So answer me this: is it healthy for an API where a fair number of people write applications, apps that sell, that have the majority of the possible API calls instead use proprietary versions? I’m not talking about using actual hardware features. This is basic, fundamental stuff: “I’ve got some vertices to render. Do that. I’ve got a shader here, use that.” Etc.

The last time this sort of thing happened was back when you had NVIDIA’s NV_vertex_array_range, NV_vertex_shader, NV_texture_shader, NV_register_combiner, etc, all against against ATI’s EXT_vertex_shader, ATI_fragment_shader, ATI_vertex_array_object, and so forth.

That was not a good time for OpenGL as an API. It was the time when some of the most vehement OpenGL supporters fled the API in terror and embraced D3D (though admittedly for different reasons. Namely, because there was no core equivalent). OpenGL never really recovered from this period.

The “purists” among us are purists because we have a vested interest in OpenGL being platform-agnostic. It’s one thing to have some extensions that offer up different hardware functionality. It’s quite another when you can walk through page after page of ostensibly OpenGL code and see very few actual OpenGL calls. This ability is potentially dangerous to the long-term stability of the API.

That sounds like a paranoid delusion. Here is why: there is a spec for the extension. Before wading into the patent issue, lets not forget that bits of GL4 core and GL3 are also subject to patents. Since the extension spec is public, subject to a patent-cross-licensing deal, other vendors could implement it.

Yes, some of GL4 and 3 are subject to patents. The problem is that ARB members allow people to implement OpenGL without having to make “patent-cross-licensing” deals for patents owned by ARB members. It’s part of what the ARB/Khronos does, to allow more people to implement their specifications. The significant GL3/4 patent issues are about patents held by those outside the ARB; they can’t do anything about those.

This bindless texture stuff isn’t the case. NVIDIA has a patent on it, and they’re an ARB member. And unless they choose to allow the ARB to stick it into OpenGL, there’s nothing anyone can do without licensing it directly. And why would NVIDIA license the tech to anyone? The only people that would want to license it to are their competitors. Is it “paranoid” to say that a company isn’t going to actively aid their competitors?

You’re not going to see bindless texturing in OpenGL core. You’re not going to see bindless texturing implemented by others on their own.

As for lock-in, just look at Dark Photon. For him and his work, by all appearances, OpenGL is exactly what NVIDIA says it is. Which is fine for his needs; this isn’t an attack on him or his work. But this means that AMD simply cannot break into that market. If AMD were to magically have hardware 2x as good as NVIDIA’s, with drivers twice as stable, at half the price, they still couldn’t get in. Because they can’t implement the NVIDIA extensions.

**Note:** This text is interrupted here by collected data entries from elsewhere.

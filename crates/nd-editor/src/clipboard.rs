//! In-process clipboard.
//!
//! Copy freezes the selection into a [`Document`] fragment; paste feeds
//! that fragment back through [`SceneGraph::instantiate`], the same path
//! additive import takes, so every id is regenerated and every internal
//! reference is remapped.

use kurbo::Vec2;
use nd_core::{Document, IdGenerator, Imported, SceneGraph};

use crate::selection::Selection;

/// What the clipboard slot was copied from.
#[derive(Debug, Clone, Copy, PartialEq, Eq)]
pub enum ClipKind {
    /// A single node.
    Node,
    /// A single group with its full subtree.
    Group,
    /// Any other combination of selected nodes and groups.
    Multi,
}

#[derive(Debug, Clone, Default)]
pub struct Clipboard {
    slot: Option<(ClipKind, Document)>,
}

impl Clipboard {
    pub fn new() -> Self {
        Self::default()
    }

    pub fn kind(&self) -> Option<ClipKind> {
        self.slot.as_ref().map(|(kind, _)| *kind)
    }

    pub fn is_empty(&self) -> bool {
        self.slot.is_none()
    }

    /// Snapshot the current node/group selection. An empty selection
    /// leaves the previous contents in place. Returns the kind captured.
    pub fn copy(&mut self, scene: &SceneGraph, selection: &Selection) -> Option<ClipKind> {
        let nodes: Vec<_> = selection.nodes().collect();
        let groups: Vec<_> = selection.groups().collect();
        let kind = match (nodes.len(), groups.len()) {
            (0, 0) => return None,
            (1, 0) => ClipKind::Node,
            (0, 1) => ClipKind::Group,
            _ => ClipKind::Multi,
        };
        let doc = Document::from_selection(scene, &nodes, &groups);
        if doc.is_empty() {
            return None;
        }
        log::debug!(
            "copied {kind:?}: {} node(s), {} group(s), {} connection(s)",
            doc.nodes.len(),
            doc.groups.len(),
            doc.connections.len()
        );
        self.slot = Some((kind, doc));
        Some(kind)
    }

    /// Instantiate the clipboard contents shifted by `offset`. `None` when
    /// the clipboard is empty.
    pub fn paste(&self, scene: &mut SceneGraph, ids: &mut dyn IdGenerator, offset: Vec2) -> Option<Imported> {
        let (_, doc) = self.slot.as_ref()?;
        Some(scene.instantiate(doc, ids, offset))
    }

    pub fn clear(&mut self) {
        self.slot = None;
    }
}

#[cfg(test)]
mod tests {
    use super::*;
    use nd_core::{EntityRef, Group, Id, Node, SequentialIds, Side};
    use pretty_assertions::assert_eq;

    fn scene() -> SceneGraph {
        let mut scene = SceneGraph::new();
        scene.add_group(Group::with_size(Id::intern("clip_g"), 0.0, 0.0, 500.0, 300.0));
        let mut a = Node::new(Id::intern("clip_a"), 20.0, 40.0);
        a.add_port(Side::Right);
        a.parent = Some(Id::intern("clip_g"));
        let mut b = Node::new(Id::intern("clip_b"), 260.0, 40.0);
        b.add_port(Side::Left);
        b.parent = Some(Id::intern("clip_g"));
        scene.add_node(a);
        scene.add_node(b);
        scene.connect(
            Id::intern("clip_link"),
            nd_core::Endpoint { node: Id::intern("clip_a"), port: Id::intern("clip_a-R1") },
            nd_core::Endpoint { node: Id::intern("clip_b"), port: Id::intern("clip_b-L1") },
        );
        scene
    }

    #[test]
    fn empty_selection_copies_nothing() {
        let mut clip = Clipboard::new();
        assert_eq!(clip.copy(&scene(), &Selection::new()), None);
        assert!(clip.is_empty());

        let mut s = scene();
        assert_eq!(clip.paste(&mut s, &mut SequentialIds::new("p"), Vec2::ZERO), None);
    }

    #[test]
    fn single_node_paste_lands_at_root_with_offset() {
        let mut s = scene();
        let mut sel = Selection::new();
        sel.click(EntityRef::Node(Id::intern("clip_a")), false);
        let mut clip = Clipboard::new();
        assert_eq!(clip.copy(&s, &sel), Some(ClipKind::Node));

        let mut ids = SequentialIds::new("clip_new");
        let pasted = clip.paste(&mut s, &mut ids, Vec2::new(20.0, 20.0)).unwrap();
        assert_eq!(pasted.nodes.len(), 1);
        assert!(pasted.connections.is_empty());

        let node = s.node(pasted.nodes[0]).unwrap();
        assert_eq!((node.x, node.y), (40.0, 60.0));
        assert_eq!(node.parent, None);
        assert_eq!(node.right_ports[0].id, Id::port(node.id, "R1"));
    }

    #[test]
    fn group_paste_keeps_internal_links() {
        let mut s = scene();
        let mut sel = Selection::new();
        sel.click(EntityRef::Group(Id::intern("clip_g")), false);
        let mut clip = Clipboard::new();
        assert_eq!(clip.copy(&s, &sel), Some(ClipKind::Group));

        let pasted = clip
            .paste(&mut s, &mut SequentialIds::new("clip_dup"), Vec2::new(20.0, 20.0))
            .unwrap();
        assert_eq!(pasted.groups.len(), 1);
        assert_eq!(pasted.nodes.len(), 2);
        assert_eq!(pasted.connections.len(), 1);

        let group = s.group(pasted.groups[0]).unwrap();
        assert_eq!(group.children.len(), 2);
        let conn = s.connection(pasted.connections[0]).unwrap();
        assert!(pasted.nodes.contains(&conn.from.node));
        assert!(pasted.nodes.contains(&conn.to.node));
        assert_eq!(s.connections.len(), 2);
    }
}
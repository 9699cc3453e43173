//! Multi-select model.
//!
//! Nodes and groups are tracked in two independent sets; one member of
//! either set is the *primary* selection shown in the property panel. A
//! selected connection is exclusive with both sets.

use indexmap::IndexSet;
use nd_core::{EntityRef, Id, SceneGraph};

#[derive(Debug, Clone, Default, PartialEq)]
pub struct Selection {
    nodes: IndexSet<Id>,
    groups: IndexSet<Id>,
    connection: Option<Id>,
    primary: Option<EntityRef>,
}

impl Selection {
    pub fn new() -> Self {
        Self::default()
    }

    // ─── Queries ─────────────────────────────────────────────────────────

    pub fn nodes(&self) -> impl Iterator<Item = Id> + '_ {
        self.nodes.iter().copied()
    }

    pub fn groups(&self) -> impl Iterator<Item = Id> + '_ {
        self.groups.iter().copied()
    }

    pub fn node_count(&self) -> usize {
        self.nodes.len()
    }

    pub fn group_count(&self) -> usize {
        self.groups.len()
    }

    pub fn connection(&self) -> Option<Id> {
        self.connection
    }

    pub fn primary(&self) -> Option<EntityRef> {
        self.primary
    }

    pub fn primary_node(&self) -> Option<Id> {
        match self.primary {
            Some(EntityRef::Node(id)) => Some(id),
            _ => None,
        }
    }

    pub fn primary_group(&self) -> Option<Id> {
        match self.primary {
            Some(EntityRef::Group(id)) => Some(id),
            _ => None,
        }
    }

    pub fn contains(&self, entity: EntityRef) -> bool {
        match entity {
            EntityRef::Node(id) => self.nodes.contains(&id),
            EntityRef::Group(id) => self.groups.contains(&id),
        }
    }

    pub fn is_empty(&self) -> bool {
        self.nodes.is_empty() && self.groups.is_empty() && self.connection.is_none()
    }

    fn set_mut(&mut self, entity: EntityRef) -> &mut IndexSet<Id> {
        match entity {
            EntityRef::Node(_) => &mut self.nodes,
            EntityRef::Group(_) => &mut self.groups,
        }
    }

    // ─── Mutation ────────────────────────────────────────────────────────

    /// Apply a pointer click on `target`.
    ///
    /// - plain click on an unselected target: select only it;
    /// - plain click on a selected target: keep the set, make it primary;
    /// - additive click: toggle membership in its kind's set.
    pub fn click(&mut self, target: EntityRef, additive: bool) {
        self.connection = None;
        if additive {
            if self.contains(target) {
                self.set_mut(target).shift_remove(&target.id());
                if self.primary == Some(target) {
                    self.primary = self.last_member();
                }
            } else {
                self.set_mut(target).insert(target.id());
                self.primary = Some(target);
            }
            return;
        }
        if !self.contains(target) {
            self.nodes.clear();
            self.groups.clear();
            self.set_mut(target).insert(target.id());
        }
        self.primary = Some(target);
    }

    /// Most recently added member, preferring nodes.
    fn last_member(&self) -> Option<EntityRef> {
        self.nodes
            .last()
            .map(|&id| EntityRef::Node(id))
            .or_else(|| self.groups.last().map(|&id| EntityRef::Group(id)))
    }

    /// Select a single connection, dropping node and group selections.
    pub fn select_connection(&mut self, id: Id) {
        self.nodes.clear();
        self.groups.clear();
        self.primary = None;
        self.connection = Some(id);
    }

    /// Add entities without removing any (area select, paste).
    pub fn extend(&mut self, nodes: impl IntoIterator<Item = Id>, groups: impl IntoIterator<Item = Id>) {
        self.connection = None;
        self.nodes.extend(nodes);
        self.groups.extend(groups);
        if self.primary.is_none() {
            self.primary = self
                .nodes
                .first()
                .map(|&id| EntityRef::Node(id))
                .or_else(|| self.groups.first().map(|&id| EntityRef::Group(id)));
        }
    }

    /// Replace the selection with exactly these entities. The first node
    /// (or, failing that, the first group) becomes primary.
    pub fn replace(&mut self, nodes: impl IntoIterator<Item = Id>, groups: impl IntoIterator<Item = Id>) {
        self.clear();
        self.extend(nodes, groups);
    }

    pub fn select_all(&mut self, scene: &SceneGraph) {
        self.replace(scene.nodes.keys().copied(), scene.groups.keys().copied());
    }

    pub fn clear(&mut self) {
        *self = Self::default();
    }

    /// Forget ids that no longer exist in the scene (after delete, undo,
    /// load).
    pub fn retain_live(&mut self, scene: &SceneGraph) {
        self.nodes.retain(|id| scene.nodes.contains_key(id));
        self.groups.retain(|id| scene.groups.contains_key(id));
        if self.connection.is_some_and(|id| !scene.connections.contains_key(&id)) {
            self.connection = None;
        }
        if self.primary.is_some_and(|p| !self.contains(p)) {
            self.primary = self.last_member();
        }
    }
}
//! Scene graph manager.
//!
//! `SceneGraph` is the sole owner of the node, group and connection
//! collections. Collection order is draw order (later = on top). Every
//! mutation that touches group membership goes through here so the two
//! sides of the parent/child relation never disagree:
//!
//! - a child's `parent` names group G **iff** G's `children` lists it;
//! - the group containment relation is acyclic.

use crate::geometry::{self, Anchor};
use crate::id::Id;
use crate::model::*;
use indexmap::IndexMap;
use kurbo::{Point, Rect};

pub const DEFAULT_TITLE: &str = "ネットワーク構成図";

/// Outcome of [`SceneGraph::set_parent`].
#[derive(Debug, Clone, Copy, PartialEq, Eq)]
pub enum Reparent {
    /// The child already had that parent; membership was re-asserted.
    Unchanged,
    /// The child now belongs to the new parent (or to the root).
    Moved,
    /// The move would create a containment cycle or named a missing entity.
    /// Nothing was mutated.
    Rejected,
}

/// The complete diagram: three id-keyed collections plus the title.
#[derive(Debug, Clone, PartialEq)]
pub struct SceneGraph {
    pub title: String,
    pub nodes: IndexMap<Id, Node>,
    pub groups: IndexMap<Id, Group>,
    pub connections: IndexMap<Id, Connection>,
    /// Monotonic counter behind element ids (`{nodeId}-e{n}`).
    element_seq: u64,
}

impl Default for SceneGraph {
    fn default() -> Self {
        Self::new()
    }
}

That’s vendor lock-in. The software is written for NVIDIA’s hardware, so the people who buy that software cannot buy anything but NVIDIA’s hardware. It creates a closed loop that makes it more difficult for others to break into the market.

NVIDIA isn’t making these extensions out of the goodness of their heart. They make them because it makes software writers want to use it. Which in turn encourages users of that software to buy NVIDIA (assuming that there’s a non-NVIDIA fallback rendering path). Which gets NVIDIA more market share. Which makes software writers more likely to use NVIDIA extensions. And thus the cycle continues.

That’s pretty much the definition of “vendor lock-in”. You know, the whole “Embrace, Extend, Extinguish” strategy (though perhaps without the third part). Is it “paranoid” to call something exactly what it is?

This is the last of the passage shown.